De nombreuses brosseries se sont installées le long de cette rivière
afin d'en utiliser la force motrice. Sa pente moyenne est de 1,72 mètre
par kilomètre mais cette faible déclivité est compensée par un débit
abondant et régulier qui ont fait du Thérain un cours d'eau propice à
l'installation des moulins à eau. Leur implantation nécessite
la mise en place d'un canal d'amenée déterminant une
chute d'eau; ensuite, des
vannes de décharge et un déversoir (imposés en 1840 par les Ponts et
Chaussées). Les vannes de décharge permettent l'évacuation de l'eau sans
que celle-ci passe par la roue. Le déversoir limite la hauteur du niveau
de l'eau en laissant l'excédent s'écouler spontanément.
Le
mécanisme hydraulique de Saint-Félix a été conçu et réalisé dans les
années 1860-1880. La roue à aubes du moulin est constituée d'un bâti de
5 m de diamètre et de 3,5 m de large. Elle est composée de 36 aubes en
grisard (variété locale de peuplier). Son poids avoisine les 9 tonnes.
Cette roue hydraulique est disposée perpendiculairement à l'axe de la
rivière. Il s'agit d'une roue en dessous à aubes planes, hybride des
roues Poncelet et Sagebien.

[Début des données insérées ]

use std::path::PathBuf;
use std::sync::Arc;

use thiserror::Error;

#[derive(Debug, Error)]
pub enum ClientError {
    #[error("HTTP error: {0}")]
    Http(#[from] reqwest::Error),

    #[error("JSON deserialization error for {context}: {source}")]
    Deserialize {
        context: String,
        #[source]
        source: serde_json::Error,
    },

    #[error("could not classify response from {url}: {source}")]
    Classify {
        url: String,
        #[source]
        source: rxstore_core::CoreError,
    },

    #[error("rate limited by {url} (retry after {retry_after_secs}s)")]
    RateLimited { url: String, retry_after_secs: u64 },

    #[error("not found: {url}")]
    NotFound { url: String },

    #[error("unexpected HTTP status {status} from {url}")]
    UnexpectedStatus { status: u16, url: String },

    #[error("invalid API base URL \"{base_url}\": {reason}")]
    InvalidBaseUrl { base_url: String, reason: String },

    #[error("cannot build request URL for \"{path}\": {reason}")]
    InvalidPath { path: String, reason: String },

    /// A failure from a fetch that several callers were waiting on.
    #[error(transparent)]
    Shared(Arc<ClientError>),
}

impl ClientError {
    /// The underlying error, looking through [`ClientError::Shared`].
    #[must_use]
    pub fn root(&self) -> &ClientError {
        match self {
            Self::Shared(inner) => inner.root(),
            other => other,
        }
    }

    pub(crate) fn from_shared(err: Arc<ClientError>) -> Self {
        Arc::try_unwrap(err).unwrap_or_else(Self::Shared)
    }
}

#[derive(Debug, Error)]
pub enum StoreError {
    #[error("state store I/O error at {path}: {source}")]
    Io {
        path: PathBuf,
        #[source]
        source: std::io::Error,
    },

    #[error("state store at {path} is not valid JSON: {source}")]
    Json {
        path: PathBuf,
        #[source]
        source: serde_json::Error,
    },

    #[error("stored value for {key} has an unexpected shape: {source}")]
    Shape {
        key: &'static str,
        #[source]
        source: serde_json::Error,
    },
}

Un autre élément exceptionnel resté intact
est le système de régulation. Un régulateur à boules en fonte (seconde
moitié du XIXe siècle de marque Granger, mécanicien à Rouen)

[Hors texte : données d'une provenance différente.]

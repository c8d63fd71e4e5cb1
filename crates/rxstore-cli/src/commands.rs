//! Command handlers for the CLI.
//!
//! Each handler prints JSON (or a bare query string) to stdout. Logging goes
//! to stderr, installed by `main` before any handler runs.

use rxstore_client::{
    load_recently_viewed, JsonFileStore, RouteResolver, StateStore, StoreKey, StorefrontClient,
};
use rxstore_core::compose::DEFAULT_PAGE_SIZE;
use rxstore_core::{AppConfig, FilterState, FilterValue, RouteSession, SortOption};

/// Arguments for `resolve`, borrowed from the parsed CLI.
pub(crate) struct ResolveRequest<'a> {
    pub path: &'a str,
    pub filters: &'a [(String, String)],
    pub sort: Option<SortOption>,
    pub page: Option<u32>,
    pub page_size: Option<u32>,
    pub pending: bool,
}

/// Builds a filter state from CLI arguments. Sort is applied before the page
/// so an explicit `--page` survives the sort's page reset.
pub(crate) fn build_filter_state(
    default_page_size: u32,
    filters: &[(String, String)],
    sort: Option<SortOption>,
    page: Option<u32>,
    page_size: Option<u32>,
) -> anyhow::Result<FilterState> {
    if let Some(size) = page_size {
        anyhow::ensure!(size > 0, "--page-size must be at least 1");
    }
    let mut state = FilterState::new(page_size.unwrap_or(default_page_size));
    for (key, value) in filters {
        state.set(key, FilterValue::parse(value))?;
    }
    if let Some(sort) = sort {
        sort.apply(&mut state);
        state.page = 1;
    }
    if let Some(page) = page {
        anyhow::ensure!(page > 0, "--page must be at least 1");
        state.page = page;
    }
    Ok(state)
}

/// Canonical query string for the given filters; no config or network needed.
pub(crate) fn build_query(
    filters: &[(String, String)],
    sort: Option<SortOption>,
    page: Option<u32>,
    page_size: Option<u32>,
    include_pagination: bool,
) -> anyhow::Result<String> {
    let state = build_filter_state(DEFAULT_PAGE_SIZE, filters, sort, page, page_size)?;
    Ok(state.to_query_string(include_pagination))
}

/// Resolve a path and print the resulting render plan.
///
/// # Errors
///
/// Returns an error if the filters are invalid or the client cannot be
/// built. Fetch failures are not errors here: they print as a `loadFailed`
/// plan.
pub(crate) async fn run_resolve(
    config: &AppConfig,
    request: &ResolveRequest<'_>,
) -> anyhow::Result<()> {
    let state = build_filter_state(
        config.default_page_size,
        request.filters,
        request.sort,
        request.page,
        request.page_size,
    )?;
    let mut session = RouteSession::new(request.path, config.default_page_size);
    session.replace_filters(state);

    let client = StorefrontClient::from_config(config)
        .map_err(|e| anyhow::anyhow!("failed to build storefront client: {e}"))?;
    let resolver = RouteResolver::new(client, config.compose_settings())
        .with_store(JsonFileStore::new(&config.state_path));

    if request.pending {
        let plan = resolver.pending_plan(request.path, session.filters()).await;
        println!("{}", serde_json::to_string_pretty(&plan)?);
        return Ok(());
    }

    let resolution = resolver.resolve_session(&session).await;
    let key = resolution.key.clone();
    let plan = resolution
        .into_current(&session)
        .ok_or_else(|| anyhow::anyhow!("resolution for {key} no longer matches the session"))?;
    println!("{}", serde_json::to_string_pretty(&plan)?);
    Ok(())
}

/// Fetch and print the dynamic filter groups for a category slug.
///
/// # Errors
///
/// Returns an error if the client cannot be built or the fetch fails.
pub(crate) async fn run_filters(config: &AppConfig, slug: &str) -> anyhow::Result<()> {
    let client = StorefrontClient::from_config(config)
        .map_err(|e| anyhow::anyhow!("failed to build storefront client: {e}"))?;
    let filters = client.fetch_dynamic_filters(slug).await?;
    println!("{}", serde_json::to_string_pretty(filters.as_ref())?);
    Ok(())
}

/// Print, or clear, the recently viewed list.
///
/// # Errors
///
/// Returns an error if the state file cannot be read or written.
pub(crate) async fn run_recent(config: &AppConfig, clear: bool) -> anyhow::Result<()> {
    let store = JsonFileStore::new(&config.state_path);
    if clear {
        store.clear(StoreKey::RecentlyViewed).await?;
        tracing::info!(path = %store.path().display(), "recently viewed cleared");
        return Ok(());
    }
    let recent = load_recently_viewed(&store).await?;
    println!("{}", serde_json::to_string_pretty(&recent)?);
    Ok(())
}

#[cfg(test)]
#[path = "commands_test.rs"]
mod tests;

commande l'ouverture de et la fermeture des vannes motrices situées
devant la roue. Il permet de régulariser la vitesse de rotation de la
roue hydraulique en fonction des besoins électriques et mécaniques de
l'usine.
La
transmission du régulateur aux vannes moulaires s'effectue par un
engrenage à vis sans fin. En parfait état de marche et fonctionnant
douze heures par jour, il reste l'un des rares exemples en France de
régulateur de moulin hydraulique fonctionnant sur le principe de la
force centrifuge.
Au
système très rudimentaire composé de roues dentées et d'arbres de
transmission hérité directement des mécanismes utilisés dans les vieux
moulins ont été ajoutées des poulies et courroies servant à actionner
les différentes machines de l'usine. Ce système de poulies et de
courroies est capital pour la transmission de l'énergie hydraulique
jusqu'aux points d'utilisation des machines dans l'usine. C'est grâce à
cette innovation que les manufactures ont développé les fonctions
motrices à l'horizontale dans de grands ateliers.
A
Saint-Félix, un générateur (dynamo) produisait du courant en 110 volts
continu pour l'éclairage des ateliers et de la maison de maître. Par la
suite, l'adjonction d'un alternateur a permis d'obtenir du courant
électrique alternatif. Le premier compteur EDF n'est arrivé sur le site
qu'en 1986. Le mécanisme hydraulique alimente aujourd'hui un alternateur
en 380 volts et fournit une puissance de l'ordre de 10 KW / heure.
Sur
le site de Saint-Félix, le plus ancien des deux moulins est celui situé
sur la rive gauche. La première mention relative à ce moulin date du 13
décembre 1533. C'est à l'époque un moulin à blé appartenant à l'abbaye
de Saint-Lucien de Beauvais portant le nom de moulin d'Achon. Les baux
du "moulin à eau moulant blé nommé le moulin d'Achon, scitué et assis à
Sainct Phlix" sont alors passés au profit de Jean Brassart, Hilaire
Lenglès, Lucien Bouteiller et Valérand Brassart. Différents bailleurs se
succèdent jusqu'en 1721.
De
1737 à 1766, le bénéficiaire du bail est Simon Manselle. Le moulin est
vendu comme bien national à la Révolution. En 1837, il semble que le
moulin rive gauche soit un moulin à blé et que le moulin rive droite
soit un moulin à foulon. A partir de 1839, les nouveaux propriétaires
(M. Achez, membre de la Commission Syndicale du Thérain et M. Leclerc
filateur de laine) y apportent des transformations. Ils installent trois
nouvelles roues hydrauliques (à la place des deux existantes
auparavant).
En
1859, le moulin de la rive droite est une lacetterie. En 1864, M. Mascré
en devient le propriétaire. II exerce une activité de sciage, débitage
et blanchiment d'os pour la boutonnerie et la tabletterie. En 1892,
vient s'installer sur le site la famille Fleury-Cossart dont l'activité
de boutons et brosses à dents en os se situait auparavant à Hondainville.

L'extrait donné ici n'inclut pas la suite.